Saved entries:
Content starts

//! # Configuration Parser
//!
//! Turns a raw configuration payload into typed values. This is what
//! configuration change listeners receive together with the new payload.
//!
//! Two payload shapes are understood:
//!
//! * a `config_v5.json` document (`{"p": {...}, "f": {...}}`), whose settings
//!   are evaluated for the given user before conversion
//! * a flat `{"key": primitive}` object, served as is
//!
//! ```rust
//! use configcat::ConfigurationParser;
//! use serde::Deserialize;
//!
//! #[derive(Deserialize)]
//! struct Sample {
//!     #[serde(rename = "keyBool", default)]
//!     key_bool: bool,
//! }
//!
//! let json = r#"{"f": {"keyBool": {"v": true, "t": 0}}}"#;
//! let parser = ConfigurationParser::new();
//!
//! let flag: bool = parser.parse_value(json, "keyBool", None).unwrap();
//! let sample: Sample = parser.parse(json, None).unwrap();
//! assert_eq!(flag, sample.key_bool);
//! ```

use crate::error::{ConfigCatError, Result};
use crate::evaluator::RolloutEvaluator;
use crate::model::{Config, Setting, SettingValue};
use crate::user::User;
use serde::de::DeserializeOwned;
use std::collections::HashMap;
use tracing::error;

#[derive(Debug, Clone, Default)]
pub struct ConfigurationParser {
    evaluator: RolloutEvaluator,
}

impl ConfigurationParser {
    pub fn new() -> Self {
        Self::default()
    }

    pub fn parse_config(&self, json: &str) -> Result<Config> {
        if json.trim().is_empty() {
            return Err(ConfigCatError::InvalidArgument(
                "config is empty".to_string(),
            ));
        }

        let document: serde_json::Value =
            serde_json::from_str(json).map_err(|e| parse_failed(e, json))?;
        let serde_json::Value::Object(object) = &document else {
            return Err(ConfigCatError::parse("config is not a JSON object", json));
        };

        // a flat document may have flags named "f" or "p"
        let is_config_v5 = object.get("f").is_some_and(serde_json::Value::is_object)
            && object.get("p").is_none_or(serde_json::Value::is_object);
        if is_config_v5 {
            return serde_json::from_value(document).map_err(|e| parse_failed(e, json));
        }

        let mut entries = HashMap::with_capacity(object.len());
        for (key, value) in object {
            let setting = Setting::from_value(value.clone()).ok_or_else(|| {
                ConfigCatError::parse(format!("'{}' is not a primitive value", key), json)
            })?;
            entries.insert(key.clone(), setting);
        }
        Ok(Config {
            preferences: None,
            entries,
        })
    }

    /// Parses the setting identified by `key` into `T`.
    pub fn parse_value<T: SettingValue>(
        &self,
        json: &str,
        key: &str,
        user: Option<&User>,
    ) -> Result<T> {
        if key.is_empty() {
            return Err(ConfigCatError::InvalidArgument(
                "key is empty".to_string(),
            ));
        }
        if json.is_empty() {
            return Err(ConfigCatError::InvalidArgument(
                "config is empty".to_string(),
            ));
        }

        let config = self.parse_config(json)?;
        let setting = config.entries.get(key).ok_or_else(|| {
            let error = ConfigCatError::parse(format!("key '{}' not found", key), json);
            error!("Parsing of the json ({}) failed: {}", json, error);
            error
        })?;

        let result = self.evaluator.evaluate(setting, key, user);
        T::from_json(&result.value).ok_or_else(|| {
            let error = ConfigCatError::parse(
                format!(
                    "value of '{}' ({}) is not a valid {}",
                    key,
                    result.value,
                    T::type_name()
                ),
                json,
            );
            error!("Parsing of the json ({}) failed: {}", json, error);
            error
        })
    }

    /// Evaluates every setting for `user` and deserializes the result into `T`.
    pub fn parse<T: DeserializeOwned>(&self, json: &str, user: Option<&User>) -> Result<T> {
        let config = self.parse_config(json)?;
        let values = self.evaluate_all(&config, user);
        serde_json::from_value(serde_json::Value::Object(values.into_iter().collect())).map_err(
            |e| {
                error!("Parsing of the json ({}) failed: {}", json, e);
                parse_failed(e, json)
            },
        )
    }

    /// Evaluated value of every setting in `config`.
    pub fn evaluate_all(
        &self,
        config: &Config,
        user: Option<&User>,
    ) -> HashMap<String, serde_json::Value> {
        config
            .entries
            .iter()
            .map(|(key, setting)| {
                let result = self.evaluator.evaluate(setting, key, user);
                (key.clone(), result.value)
            })
            .collect()
    }
}

fn parse_failed(error: serde_json::Error, json: &str) -> ConfigCatError {
    ConfigCatError::parse(error.to_string(), json)
}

Content ends

▶ PROBLEM DETAILS:
Reproduce the lines of the entries above from the one with "served as is" to the one with "pub struct ConfigurationParser", both included, exactly and without any other line.

▶ ANSWER BELOW:
//! * a flat `{"key": primitive}` object, served as is
//!
//! ```rust
//! use configcat::ConfigurationParser;
//! use serde::Deserialize;
//!
//! #[derive(Deserialize)]
//! struct Sample {
//!     #[serde(rename = "keyBool", default)]
//!     key_bool: bool,
//! }
//!
//! let json = r#"{"f": {"keyBool": {"v": true, "t": 0}}}"#;
//! let parser = ConfigurationParser::new();
//!
//! let flag: bool = parser.parse_value(json, "keyBool", None).unwrap();
//! let sample: Sample = parser.parse(json, None).unwrap();
//! assert_eq!(flag, sample.key_bool);
//! ```

use crate::error::{ConfigCatError, Result};
use crate::evaluator::RolloutEvaluator;
use crate::model::{Config, Setting, SettingValue};
use crate::user::User;
use serde::de::DeserializeOwned;
use std::collections::HashMap;
use tracing::error;

#[derive(Debug, Clone, Default)]
pub struct ConfigurationParser {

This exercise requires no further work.